DIRECTIONS: Write out, word for word, every line in the data below from the one containing "match self.capability.send(&sink_id, &document).await" to the one containing "async fn send_outcome(&self, outcome: &JobOutcome)", both of them included.

RECORDED DATA:
-- Opening Marker --

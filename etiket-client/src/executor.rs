//! Job executor
//!
//! Runs on every terminal with an attached sink and executes delegated
//! print jobs. Retried deliveries are deduplicated by job id: a job that
//! was already executed is a no-op that re-sends the recorded ack/nack, so
//! at-least-once delivery never produces a second physical label.

use std::collections::{HashMap, VecDeque};
use std::sync::{Arc, Mutex};

use etiket_printer::{LabelCompiler, PrintError, SinkCapability};
use shared::ErrorCode;
use shared::message::{ChannelMessage, EventType, PrintAckPayload, PrintJobPayload, PrintNackPayload};
use shared::models::PrintJob;
use tokio_util::sync::CancellationToken;
use uuid::Uuid;

use crate::client::TerminalClient;
use crate::presence::PresenceTracker;

/// Executed jobs remembered for duplicate-delivery detection
const SEEN_JOB_CAPACITY: usize = 256;

/// Recorded outcome of an executed job
#[derive(Debug, Clone)]
enum JobOutcome {
    Ack(PrintAckPayload),
    Nack(PrintNackPayload),
}

impl JobOutcome {
    fn to_message(&self) -> ChannelMessage {
        match self {
            JobOutcome::Ack(payload) => ChannelMessage::print_ack(payload),
            JobOutcome::Nack(payload) => ChannelMessage::print_nack(payload),
        }
    }
}

#[derive(Debug, Default)]
struct SeenJobs {
    outcomes: HashMap<Uuid, JobOutcome>,
    order: VecDeque<Uuid>,
}

impl SeenJobs {
    fn get(&self, job_id: &Uuid) -> Option<JobOutcome> {
        self.outcomes.get(job_id).cloned()
    }

    fn record(&mut self, job_id: Uuid, outcome: JobOutcome) {
        if self.outcomes.insert(job_id, outcome).is_none() {
            self.order.push_back(job_id);
            while self.order.len() > SEEN_JOB_CAPACITY {
                if let Some(evicted) = self.order.pop_front() {
                    self.outcomes.remove(&evicted);
                }
            }
        }
    }
}

/// Executes delegated print jobs on the local sink
pub struct JobExecutor {
    client: TerminalClient,
    tracker: Arc<PresenceTracker>,
    capability: Arc<dyn SinkCapability>,
    compiler: LabelCompiler,
    seen: Mutex<SeenJobs>,
}

impl JobExecutor {
    pub fn new(
        client: TerminalClient,
        tracker: Arc<PresenceTracker>,
        capability: Arc<dyn SinkCapability>,
    ) -> Arc<Self> {
        Arc::new(Self {
            client,
            tracker,
            capability,
            compiler: LabelCompiler::default(),
            seen: Mutex::new(SeenJobs::default()),
        })
    }

    /// Run the executor until shutdown
    pub async fn run(self: Arc<Self>, shutdown: CancellationToken) {
        let mut rx = self.client.subscribe();
        tracing::info!(terminal_id = %self.client.terminal_id(), "job executor started");

        loop {
            tokio::select! {
                _ = shutdown.cancelled() => {
                    tracing::info!("Job executor shutting down");
                    break;
                }
                msg_result = rx.recv() => {
                    match msg_result {
                        Ok(msg) => {
                            if msg.event_type != EventType::PrintJobRequest {
                                continue;
                            }
                            // Memory transports see all traffic; skip jobs
                            // addressed to other terminals
                            if msg
                                .target
                                .as_deref()
                                .is_some_and(|t| t != self.client.terminal_id())
                            {
                                continue;
                            }
                            self.handle_request(&msg).await;
                        }
                        Err(tokio::sync::broadcast::error::RecvError::Lagged(n)) => {
                            tracing::warn!(dropped_messages = n, "executor lagged behind");
                        }
                        Err(tokio::sync::broadcast::error::RecvError::Closed) => {
                            tracing::info!("Event channel closed, executor stopping");
                            break;
                        }
                    }
                }
            }
        }
    }

    /// Handle one (possibly retried) job delivery
    pub async fn handle_request(&self, msg: &ChannelMessage) {
        let payload: PrintJobPayload = match msg.parse_payload() {
            Ok(p) => p,
            Err(e) => {
                tracing::error!(error = %e, "malformed print job payload dropped");
                return;
            }
        };
        let job = payload.job;

        // Duplicate delivery: re-send the recorded outcome, print nothing.
        // Bind the lookup so the guard drops before the await below.
        let seen_outcome = self.seen.lock().unwrap().get(&job.job_id);
        if let Some(outcome) = seen_outcome {
            tracing::info!(job_id = %job.job_id, "duplicate job delivery, re-sending outcome");
            self.send_outcome(&outcome).await;
            return;
        }

        let outcome = self.execute(&job).await;
        self.seen.lock().unwrap().record(job.job_id, outcome.clone());
        self.send_outcome(&outcome).await;
    }

    /// Execute a job on the local sink
    async fn execute(&self, job: &PrintJob) -> JobOutcome {
        let Some(sink_id) = self.tracker.selected_sink() else {
            // Presence raced ahead of reality; the requester gets a
            // specific failure instead of a silent drop
            return JobOutcome::Nack(PrintNackPayload {
                job_id: job.job_id,
                code: ErrorCode::PrintFailed,
                reason: "no sink attached to executing terminal".to_string(),
            });
        };

        let document = match self.compiler.compile(&job.spec) {
            Ok(doc) => doc,
            Err(PrintError::InvalidSpec(reason)) => {
                return JobOutcome::Nack(PrintNackPayload {
                    job_id: job.job_id,
                    code: ErrorCode::InvalidSpec,
                    reason,
                });
            }
            Err(e) => {
                return JobOutcome::Nack(PrintNackPayload {
                    job_id: job.job_id,
                    code: ErrorCode::PrintFailed,
                    reason: e.to_string(),
                });
            }
        };

        tracing::info!(
            job_id = %job.job_id,
            sink_id = %sink_id,
            repeat_count = document.repeat_count(),
            "executing delegated print job"
        );

        match self.capability.send(&sink_id, &document).await {
            Ok(()) => JobOutcome::Ack(PrintAckPayload {
                job_id: job.job_id,
                executed_by: self.client.terminal_id().to_string(),
            }),
            Err(e) => JobOutcome::Nack(PrintNackPayload {
                job_id: job.job_id,
                code: ErrorCode::PrintFailed,
                reason: e.to_string(),
            }),
        }
    }

    async fn send_outcome(&self, outcome: &JobOutcome) {
        if let Err(e) = self.client.send(outcome.to_message()).await {
            tracing::warn!(error = %e, "failed to send job outcome");
        }
    }
}
//! Print job - one delegated label run

use serde::{Deserialize, Serialize};
use uuid::Uuid;

use super::label::LabelSpec;

/// A print job travelling over the job channel
///
/// Created by the requesting terminal, consumed exactly once by the chosen
/// executor (retried deliveries are deduplicated by `job_id`), terminated
/// by ack/nack or the requester's timeout.
#[derive(Debug, Clone, PartialEq, Serialize, Deserialize)]
pub struct PrintJob {
    pub job_id: Uuid,
    pub requesting_terminal: String,
    pub spec: LabelSpec,
    /// Unix millis at creation
    pub issued_at: i64,
}

impl PrintJob {
    pub fn new(requesting_terminal: impl Into<String>, spec: LabelSpec) -> Self {
        Self {
            job_id: Uuid::new_v4(),
            requesting_terminal: requesting_terminal.into(),
            spec,
            issued_at: chrono::Utc::now().timestamp_millis(),
        }
    }
}
//! Print service
//!
//! The operator-facing entry point. Compiles the label locally (so a
//! malformed spec never crosses the channel), prints on the local sink
//! when one is attached, and otherwise delegates over the job channel and
//! awaits the ack within a bounded timeout.
//!
//! Dispatch is never retried automatically on a different target: an
//! ambiguous retry could print the same label twice. The operator re-
//! invokes explicitly after a failure.

use std::sync::Arc;
use std::time::Duration;

use etiket_printer::{LabelCompiler, SinkCapability};
use rust_decimal::Decimal;
use shared::message::{EventType, PrintAckPayload, PrintNackPayload};
use shared::models::{LabelSpec, PrintJob, Product, RestockBatch};

use crate::client::TerminalClient;
use crate::error::{ClientError, ClientResult};
use crate::presence::PresenceTracker;

/// Default bound for waiting on a delegated job's ack
const DEFAULT_ACK_TIMEOUT: Duration = Duration::from_secs(5);

/// How a print request was fulfilled
#[derive(Debug, Clone, PartialEq)]
pub enum PrintOutcome {
    /// Executed on this terminal's own sink
    Local { sink_id: String },
    /// Delegated over the job channel and acked
    Delegated { executed_by: String },
}

/// Operator-facing print entry point
pub struct PrintService {
    client: TerminalClient,
    tracker: Arc<PresenceTracker>,
    capability: Arc<dyn SinkCapability>,
    compiler: LabelCompiler,
    ack_timeout: Duration,
}

impl PrintService {
    pub fn new(
        client: TerminalClient,
        tracker: Arc<PresenceTracker>,
        capability: Arc<dyn SinkCapability>,
    ) -> Self {
        Self {
            client,
            tracker,
            capability,
            compiler: LabelCompiler::default(),
            ack_timeout: DEFAULT_ACK_TIMEOUT,
        }
    }

    /// Override the ack timeout (tests use short bounds)
    pub fn with_ack_timeout(mut self, timeout: Duration) -> Self {
        self.ack_timeout = timeout;
        self
    }

    /// Override the label geometry
    pub fn with_compiler(mut self, compiler: LabelCompiler) -> Self {
        self.compiler = compiler;
        self
    }

    /// Print labels for a catalog product
    pub async fn print_product(&self, product: &Product, quantity: i32) -> ClientResult<PrintOutcome> {
        self.print_spec(LabelSpec::from_product(product, quantity)).await
    }

    /// Print an ad hoc (non-catalog) label
    pub async fn print_adhoc(
        &self,
        name: &str,
        unit_price: Decimal,
        quantity: i32,
    ) -> ClientResult<PrintOutcome> {
        self.print_spec(LabelSpec::adhoc(name, unit_price, quantity)).await
    }

    /// Print one label run from a prepared spec
    pub async fn print_spec(&self, spec: LabelSpec) -> ClientResult<PrintOutcome> {
        // Compile first: InvalidSpec is resolved locally and never retried
        let document = self.compiler.compile(&spec)?;

        // Local execution when a sink is attached - no network hop
        if let Some(sink_id) = self.tracker.selected_sink() {
            tracing::info!(sink_id = %sink_id, repeat_count = document.repeat_count(), "printing locally");
            self.capability.send(&sink_id, &document).await?;
            return Ok(PrintOutcome::Local { sink_id });
        }

        // Delegate to whichever terminal the hub selects
        let job = PrintJob::new(self.client.terminal_id(), spec);
        let job_id = job.job_id;
        tracing::info!(job_id = %job_id, "delegating print job");

        let outcome_rx = self.client.submit_job(&job).await?;

        let outcome = match tokio::time::timeout(self.ack_timeout, outcome_rx).await {
            Ok(Ok(msg)) => msg,
            Ok(Err(_)) => {
                // Dispatch loop dropped the waiter: transport is gone
                return Err(ClientError::ChannelDisconnected);
            }
            Err(_) => {
                self.client.abandon_job(job_id);
                return Err(ClientError::PrintFailed(format!(
                    "no ack within {:?}",
                    self.ack_timeout
                )));
            }
        };

        match outcome.event_type {
            EventType::PrintJobAck => {
                let ack: PrintAckPayload = outcome.parse_payload().map_err(|e| {
                    ClientError::PrintFailed(format!("malformed ack payload: {}", e))
                })?;
                tracing::info!(job_id = %job_id, executed_by = %ack.executed_by, "print job acked");
                Ok(PrintOutcome::Delegated {
                    executed_by: ack.executed_by,
                })
            }
            EventType::PrintJobNack => {
                let nack: PrintNackPayload = outcome.parse_payload().map_err(|e| {
                    ClientError::PrintFailed(format!("malformed nack payload: {}", e))
                })?;
                tracing::warn!(job_id = %job_id, code = %nack.code, reason = %nack.reason, "print job nacked");
                Err(ClientError::from_nack(nack.code, &nack.reason))
            }
            other => Err(ClientError::PrintFailed(format!(
                "unexpected outcome message: {}",
                other
            ))),
        }
    }

    /// Print labels for a whole restock delivery, one job per entry
    ///
    /// Entries fail independently; the caller gets one result per entry in
    /// order.
    pub async fn print_batch(&self, batch: &RestockBatch) -> Vec<ClientResult<PrintOutcome>> {
        let mut results = Vec::with_capacity(batch.entries.len());
        for entry in &batch.entries {
            results.push(self.print_product(&entry.product, entry.quantity as i32).await);
        }
        results
    }
}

-- Closing Marker --

SOLUTION TO THIS EXERCISE:
        match self.capability.send(&sink_id, &document).await {
            Ok(()) => JobOutcome::Ack(PrintAckPayload {
                job_id: job.job_id,
                executed_by: self.client.terminal_id().to_string(),
            }),
            Err(e) => JobOutcome::Nack(PrintNackPayload {
                job_id: job.job_id,
                code: ErrorCode::PrintFailed,
                reason: e.to_string(),
            }),
        }
    }

    async fn send_outcome(&self, outcome: &JobOutcome) {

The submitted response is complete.